In the late 1960s, he formed the country rock band Poco with Jim Messina (who produced albums and occasionally played bass for Buffalo Springfield) and Rusty Young. This band, while influential to many future country rock acts, experienced uneven commercial success. Furay's best-known songs, "Kind Woman", "Pickin' Up The Pieces", and "Good Feelin' To Know", however, have reached classic status and appear on many country rock compilations.

Furay left Poco in 1974 to form the Souther Hillman Furay Band. During this time Al Perkins, the band's pedal steel guitar player, introduced Furay to Christianity. His newfound faith helped him rebuild his troubled marriage.

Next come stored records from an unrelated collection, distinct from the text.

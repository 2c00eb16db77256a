//! ChatRepository trait definition.
//!
//! Provides CRUD operations for chat sessions and messages. Follows the
//! same RPITIT pattern as NotebookRepository.

use notebook_types::chat::{ChatMessage, ChatSession, NewChatMessage};
use notebook_types::error::RepositoryError;
use uuid::Uuid;

/// Repository trait for chat session and message persistence.
///
/// Implementations live in notebook-infra (e.g., `SqliteChatRepository`).
/// Uses native async fn in traits (RPITIT, Rust 2024 edition).
pub trait ChatRepository: Send + Sync {
    /// Create a new chat session. The notebook linkage is part of the
    /// record and is written atomically with it.
    fn create_session(
        &self,
        session: &ChatSession,
    ) -> impl std::future::Future<Output = Result<ChatSession, RepositoryError>> + Send;

    /// Get a chat session by its unique ID. Absent is not an error here.
    fn get_session(
        &self,
        session_id: &Uuid,
    ) -> impl std::future::Future<Output = Result<Option<ChatSession>, RepositoryError>> + Send;

    /// List sessions for a notebook, most recently updated first.
    fn list_sessions(
        &self,
        notebook_id: &Uuid,
        limit: Option<i64>,
        offset: Option<i64>,
    ) -> impl std::future::Future<Output = Result<Vec<ChatSession>, RepositoryError>> + Send;

    /// Update an existing chat session (title, updated_at).
    fn update_session(
        &self,
        session: &ChatSession,
    ) -> impl std::future::Future<Output = Result<(), RepositoryError>> + Send;

    /// Delete a chat session. Storage cascades to its messages in the
    /// same transaction.
    fn delete_session(
        &self,
        session_id: &Uuid,
    ) -> impl std::future::Future<Output = Result<(), RepositoryError>> + Send;

    /// Persist a new message, assigning the next per-session sequence
    /// number inside the insert itself. Returns the full record.
    fn save_message(
        &self,
        message: &NewChatMessage,
    ) -> impl std::future::Future<Output = Result<ChatMessage, RepositoryError>> + Send;

    /// Get a message by its unique ID.
    fn get_message(
        &self,
        message_id: &Uuid,
    ) -> impl std::future::Future<Output = Result<Option<ChatMessage>, RepositoryError>> + Send;

    /// Get messages for a session, ordered by seq ASC.
    ///
    /// Transcript order is a hard requirement; callers rely on the
    /// returned order matching insertion order.
    fn get_messages(
        &self,
        session_id: &Uuid,
        limit: Option<i64>,
        offset: Option<i64>,
    ) -> impl std::future::Future<Output = Result<Vec<ChatMessage>, RepositoryError>> + Send;

    /// Delete a single message by ID.
    fn delete_message(
        &self,
        message_id: &Uuid,
    ) -> impl std::future::Future<Output = Result<(), RepositoryError>> + Send;

    /// Count total sessions across all notebooks.
    fn count_sessions(
        &self,
    ) -> impl std::future::Future<Output = Result<u64, RepositoryError>> + Send;

    /// Count total messages across all sessions.
    fn count_messages(
        &self,
    ) -> impl std::future::Future<Output = Result<u64, RepositoryError>> + Send;
}
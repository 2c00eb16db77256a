//! Chat message HTTP handlers.
//!
//! Endpoints:
//! - POST   /api/v1/chat-sessions/{id}/messages - Append a message to a session
//! - DELETE /api/v1/messages/{id}               - Delete a single message

use std::time::Instant;

use axum::Json;
use axum::extract::{Path, State};
use serde::{Deserialize, Serialize};

use notebook_types::chat::{ChatMessage, ChatMode, MessageRole};

use crate::http::error::AppError;
use crate::http::handlers::parse_uuid;
use crate::http::response::ApiResponse;
use crate::state::AppState;

/// Request body for appending a message to a session.
#[derive(Debug, Deserialize)]
pub struct CreateMessageRequest {
    pub role: MessageRole,
    /// Application context tag; defaults to the chat sidebar.
    #[serde(default)]
    pub mode: ChatMode,
    pub content: String,
}

/// Wire representation of a message: timestamps as text, seq implicit in
/// the array position of transcript responses.
#[derive(Debug, Serialize)]
pub struct ChatMessageView {
    pub id: String,
    pub role: MessageRole,
    pub mode: ChatMode,
    pub content: String,
    pub created: String,
}

impl ChatMessageView {
    pub fn from_message(msg: &ChatMessage) -> Self {
        Self {
            id: msg.id.to_string(),
            role: msg.role,
            mode: msg.mode,
            content: msg.content.clone(),
            created: msg.created_at.to_rfc3339(),
        }
    }
}

/// POST /api/v1/chat-sessions/{id}/messages - Append a message.
pub async fn add_message(
    State(state): State<AppState>,
    Path(session_id): Path<String>,
    Json(body): Json<CreateMessageRequest>,
) -> Result<Json<ApiResponse<ChatMessageView>>, AppError> {
    let start = Instant::now();
    let request_id = uuid::Uuid::now_v7().to_string();

    let sid = parse_uuid(&session_id)?;

    let message = state
        .chat_service
        .add_message(&sid, body.role, body.mode, body.content)
        .await?;

    let elapsed = start.elapsed().as_millis() as u64;

    let resp = ApiResponse::success(
        ChatMessageView::from_message(&message),
        request_id,
        elapsed,
    )
    .with_link("session", &format!("/api/v1/chat-sessions/{session_id}"));

    Ok(Json(resp))
}

/// DELETE /api/v1/messages/{id} - Delete a single message.
pub async fn delete_message(
    State(state): State<AppState>,
    Path(message_id): Path<String>,
) -> Result<Json<ApiResponse<serde_json::Value>>, AppError> {
    let start = Instant::now();
    let request_id = uuid::Uuid::now_v7().to_string();

    let mid = parse_uuid(&message_id)?;
    state.chat_service.delete_message(&mid).await?;

    let elapsed = start.elapsed().as_millis() as u64;

    let resp = ApiResponse::success(
        serde_json::json!({"deleted": true, "id": message_id}),
        request_id,
        elapsed,
    );

    Ok(Json(resp))
}
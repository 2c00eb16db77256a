//! HTTP request handlers for the REST API.

pub mod message;
pub mod notebook;
pub mod session;
pub mod stats;

use uuid::Uuid;

use crate::http::error::AppError;

/// Parse a UUID from a path parameter, returning a 400 error on invalid format.
pub(crate) fn parse_uuid(s: &str) -> Result<Uuid, AppError> {
    s.parse::<Uuid>()
        .map_err(|_| AppError::Validation(format!("Invalid UUID: {s}")))
}
//! SQLite notebook repository implementation.
//!
//! Implements `NotebookRepository` from `notebook-core` using sqlx with
//! split read/write pools: raw queries, private Row structs, reader for
//! SELECT, writer for mutation.

use chrono::{DateTime, Utc};
use notebook_core::repository::SortOrder;
use notebook_core::repository::notebook::{NotebookFilter, NotebookRepository};
use notebook_types::error::RepositoryError;
use notebook_types::notebook::{Notebook, NotebookId};
use sqlx::Row;
use uuid::Uuid;

use super::map_sqlx_err;
use super::pool::DatabasePool;

/// SQLite-backed implementation of `NotebookRepository`.
pub struct SqliteNotebookRepository {
    pool: DatabasePool,
}

impl SqliteNotebookRepository {
    /// Create a new repository backed by the given database pool.
    pub fn new(pool: DatabasePool) -> Self {
        Self { pool }
    }
}

/// Internal row type for mapping SQLite rows to domain Notebook.
struct NotebookRow {
    id: String,
    name: String,
    description: String,
    archived: i64,
    created_at: String,
    updated_at: String,
}

impl NotebookRow {
    fn from_row(row: &sqlx::sqlite::SqliteRow) -> Result<Self, sqlx::Error> {
        Ok(Self {
            id: row.try_get("id")?,
            name: row.try_get("name")?,
            description: row.try_get("description")?,
            archived: row.try_get("archived")?,
            created_at: row.try_get("created_at")?,
            updated_at: row.try_get("updated_at")?,
        })
    }

    fn into_notebook(self) -> Result<Notebook, RepositoryError> {
        let id = Uuid::parse_str(&self.id)
            .map_err(|e| RepositoryError::Query(format!("invalid notebook id: {e}")))?;

        Ok(Notebook {
            id: NotebookId::from_uuid(id),
            name: self.name,
            description: self.description,
            archived: self.archived != 0,
            created_at: parse_datetime(&self.created_at)?,
            updated_at: parse_datetime(&self.updated_at)?,
        })
    }
}

pub(crate) fn parse_datetime(s: &str) -> Result<DateTime<Utc>, RepositoryError> {
    DateTime::parse_from_rfc3339(s)
        .map(|dt| dt.with_timezone(&Utc))
        .map_err(|e| RepositoryError::Query(format!("invalid datetime: {e}")))
}

pub(crate) fn format_datetime(dt: &DateTime<Utc>) -> String {
    dt.to_rfc3339()
}

impl NotebookRepository for SqliteNotebookRepository {
    async fn create(&self, notebook: &Notebook) -> Result<Notebook, RepositoryError> {
        sqlx::query(
            r#"INSERT INTO notebooks (id, name, description, archived, created_at, updated_at)
               VALUES (?, ?, ?, ?, ?, ?)"#,
        )
        .bind(notebook.id.to_string())
        .bind(&notebook.name)
        .bind(&notebook.description)
        .bind(notebook.archived as i64)
        .bind(format_datetime(&notebook.created_at))
        .bind(format_datetime(&notebook.updated_at))
        .execute(&self.pool.writer)
        .await
        .map_err(map_sqlx_err)?;

        Ok(notebook.clone())
    }

    async fn get_by_id(&self, id: &NotebookId) -> Result<Option<Notebook>, RepositoryError> {
        let row = sqlx::query("SELECT * FROM notebooks WHERE id = ?")
            .bind(id.to_string())
            .fetch_optional(&self.pool.reader)
            .await
            .map_err(map_sqlx_err)?;

        match row {
            Some(row) => {
                let notebook_row =
                    NotebookRow::from_row(&row).map_err(|e| RepositoryError::Query(e.to_string()))?;
                Ok(Some(notebook_row.into_notebook()?))
            }
            None => Ok(None),
        }
    }

    async fn list(
        &self,
        filter: Option<NotebookFilter>,
    ) -> Result<Vec<Notebook>, RepositoryError> {
        let filter = filter.unwrap_or_default();

        let mut sql = String::from("SELECT * FROM notebooks");
        if filter.archived.is_some() {
            sql.push_str(" WHERE archived = ?");
        }
        sql.push_str(" ORDER BY updated_at");
        match filter.sort_order.unwrap_or_default() {
            SortOrder::Asc => sql.push_str(" ASC"),
            SortOrder::Desc => sql.push_str(" DESC"),
        }
        if let Some(limit) = filter.limit {
            sql.push_str(&format!(" LIMIT {limit}"));
        }
        if let Some(offset) = filter.offset {
            sql.push_str(&format!(" OFFSET {offset}"));
        }

        let mut query = sqlx::query(&sql);
        if let Some(archived) = filter.archived {
            query = query.bind(archived as i64);
        }

        let rows = query
            .fetch_all(&self.pool.reader)
            .await
            .map_err(map_sqlx_err)?;

        let mut notebooks = Vec::with_capacity(rows.len());
        for row in &rows {
            let notebook_row =
                NotebookRow::from_row(row).map_err(|e| RepositoryError::Query(e.to_string()))?;
            notebooks.push(notebook_row.into_notebook()?);
        }

        Ok(notebooks)
    }

    async fn update(&self, notebook: &Notebook) -> Result<Notebook, RepositoryError> {
        let result = sqlx::query(
            r#"UPDATE notebooks
               SET name = ?, description = ?, archived = ?, updated_at = ?
               WHERE id = ?"#,
        )
        .bind(&notebook.name)
        .bind(&notebook.description)
        .bind(notebook.archived as i64)
        .bind(format_datetime(&notebook.updated_at))
        .bind(notebook.id.to_string())
        .execute(&self.pool.writer)
        .await
        .map_err(map_sqlx_err)?;

        if result.rows_affected() == 0 {
            return Err(RepositoryError::NotFound);
        }

        Ok(notebook.clone())
    }

    async fn delete(&self, id: &NotebookId) -> Result<(), RepositoryError> {
        let result = sqlx::query("DELETE FROM notebooks WHERE id = ?")
            .bind(id.to_string())
            .execute(&self.pool.writer)
            .await
            .map_err(map_sqlx_err)?;

        if result.rows_affected() == 0 {
            return Err(RepositoryError::NotFound);
        }

        Ok(())
    }

    async fn count(&self) -> Result<u64, RepositoryError> {
        let row = sqlx::query("SELECT COUNT(*) as cnt FROM notebooks")
            .fetch_one(&self.pool.reader)
            .await
            .map_err(map_sqlx_err)?;

        let count: i64 = row
            .try_get("cnt")
            .map_err(|e| RepositoryError::Query(e.to_string()))?;

        Ok(count as u64)
    }
}
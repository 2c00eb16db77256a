//! Dashboard stats handler.

use std::time::Instant;

use axum::Json;
use axum::extract::State;

use notebook_core::chat::repository::ChatRepository;
use notebook_core::repository::notebook::NotebookRepository;

use crate::http::error::AppError;
use crate::http::response::ApiResponse;
use crate::state::AppState;

/// GET /api/v1/stats - Entity counts for the dashboard.
pub async fn get_stats(
    State(state): State<AppState>,
) -> Result<Json<ApiResponse<serde_json::Value>>, AppError> {
    let start = Instant::now();
    let request_id = uuid::Uuid::now_v7().to_string();

    let notebooks = state
        .notebook_service
        .notebook_repo()
        .count()
        .await
        .map_err(|e| AppError::Internal(e.to_string()))?;
    let sessions = state
        .chat_service
        .chat_repo()
        .count_sessions()
        .await
        .map_err(|e| AppError::Internal(e.to_string()))?;
    let messages = state
        .chat_service
        .chat_repo()
        .count_messages()
        .await
        .map_err(|e| AppError::Internal(e.to_string()))?;

    let elapsed = start.elapsed().as_millis() as u64;

    let resp = ApiResponse::success(
        serde_json::json!({
            "notebooks": notebooks,
            "chat_sessions": sessions,
            "chat_messages": messages,
        }),
        request_id,
        elapsed,
    )
    .with_link("self", "/api/v1/stats");

    Ok(Json(resp))
}
use thiserror::Error;

/// Errors related to notebook operations.
#[derive(Debug, Error)]
pub enum NotebookError {
    #[error("notebook not found")]
    NotFound,

    #[error("invalid notebook name: {0}")]
    InvalidName(String),

    #[error("storage unavailable")]
    StorageUnavailable,

    #[error("storage error: {0}")]
    StorageError(String),
}

/// Errors related to chat session and message operations.
#[derive(Debug, Error)]
pub enum ChatError {
    #[error("notebook not found")]
    NotebookNotFound,

    #[error("chat session not found")]
    SessionNotFound,

    #[error("chat message not found")]
    MessageNotFound,

    #[error("storage unavailable")]
    StorageUnavailable,

    #[error("storage error: {0}")]
    StorageError(String),
}

/// Errors from repository operations (used by trait definitions in notebook-core).
#[derive(Debug, Error)]
pub enum RepositoryError {
    #[error("database connection error")]
    Connection,

    #[error("query error: {0}")]
    Query(String),

    #[error("entity not found")]
    NotFound,

    #[error("conflict: {0}")]
    Conflict(String),
}

impl From<RepositoryError> for NotebookError {
    fn from(e: RepositoryError) -> Self {
        match e {
            RepositoryError::NotFound => NotebookError::NotFound,
            RepositoryError::Connection => NotebookError::StorageUnavailable,
            other => NotebookError::StorageError(other.to_string()),
        }
    }
}

impl From<RepositoryError> for ChatError {
    fn from(e: RepositoryError) -> Self {
        match e {
            RepositoryError::NotFound => ChatError::SessionNotFound,
            RepositoryError::Connection => ChatError::StorageUnavailable,
            other => ChatError::StorageError(other.to_string()),
        }
    }
}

Although Souther Hillman Furay Band's self-titled first album was certified Gold and yielded the top thirty hit with "Fallin' in Love" in 1974, the group could not follow up on that success, and poor record sales eventually led to its demise.

After moving from Los Angeles to Sugarloaf Mountain near Boulder, Colorado, Furay formed The Richie Furay Band with Jay Truax, John Mehler, and Tom Stipe, releasing the album I've Got a Reason in 1976, which reflected Furay's newfound beliefs. To support the release of this album, Furay formed an alliance with David Geffen and Asylum Records. Furay assured Geffen that his album would be Christian influenced but would not be an attempt to preach his newfound beliefs. I've Got a Reason did, however, establish Furay as a pioneer in Christian Rock.

Overall, his albums charted unsatisfactorily, and, compounded with the strain of touring wearing on him and his family, he retired as a performer to join the ministry. In 1983, Furay became senior pastor of the Calvary Chapel in Broomfield, Colorado, a non-sectarian Christian church in the Denver area.

In 1989, Fury reunited with Poco to release an album entitled Legacy.

Later career 
In 2006 he released his album The Heartbeat of Love, and also toured as an opening act for America and Linda Ronstadt. In 2007, he toured with a new formation of the Richie Furay Band. At the Boulder and Bluebird Theatres in Colorado, they recorded a double live album ALIVE. The ALIVE set covers 29 songs of Furay's career. The Richie Furay band continued to tour through 2008 and 2009.

Furay appeared with Poco for several shows in early 2009. At the Stagecoach Festival in Indio, California in 2009, Furay and the current Poco lineup were joined onstage by original members Jim Messina and George Grantham and former bass player Timothy B. Schmit.

On October 23, 2010, he reunited with surviving Buffalo Springfield bandmates Stephen Stills and Neil Young for a set at the 24th annual Bridge School Benefit at Shoreline Amphitheater in Mountain View, California. The reunion continued in 2011 for a one-month tour of California, headlining 2011 Bonnaroo. In July 2011, Furay announced on his Facebook page that he would be touring with Buffalo Springfield in early 2012, ending speculation there would be a 2011 fall tour with them.

In 2011, Furay collaborated with the Piedmont Brothers Band as an occasional back-up vocalist on the album PBB III (2011). He later appear on the 2013 Carla Olson album, Have Harmony, Will Travel.

In 2015, he released the new album Hand in Hand to positive critical reviews.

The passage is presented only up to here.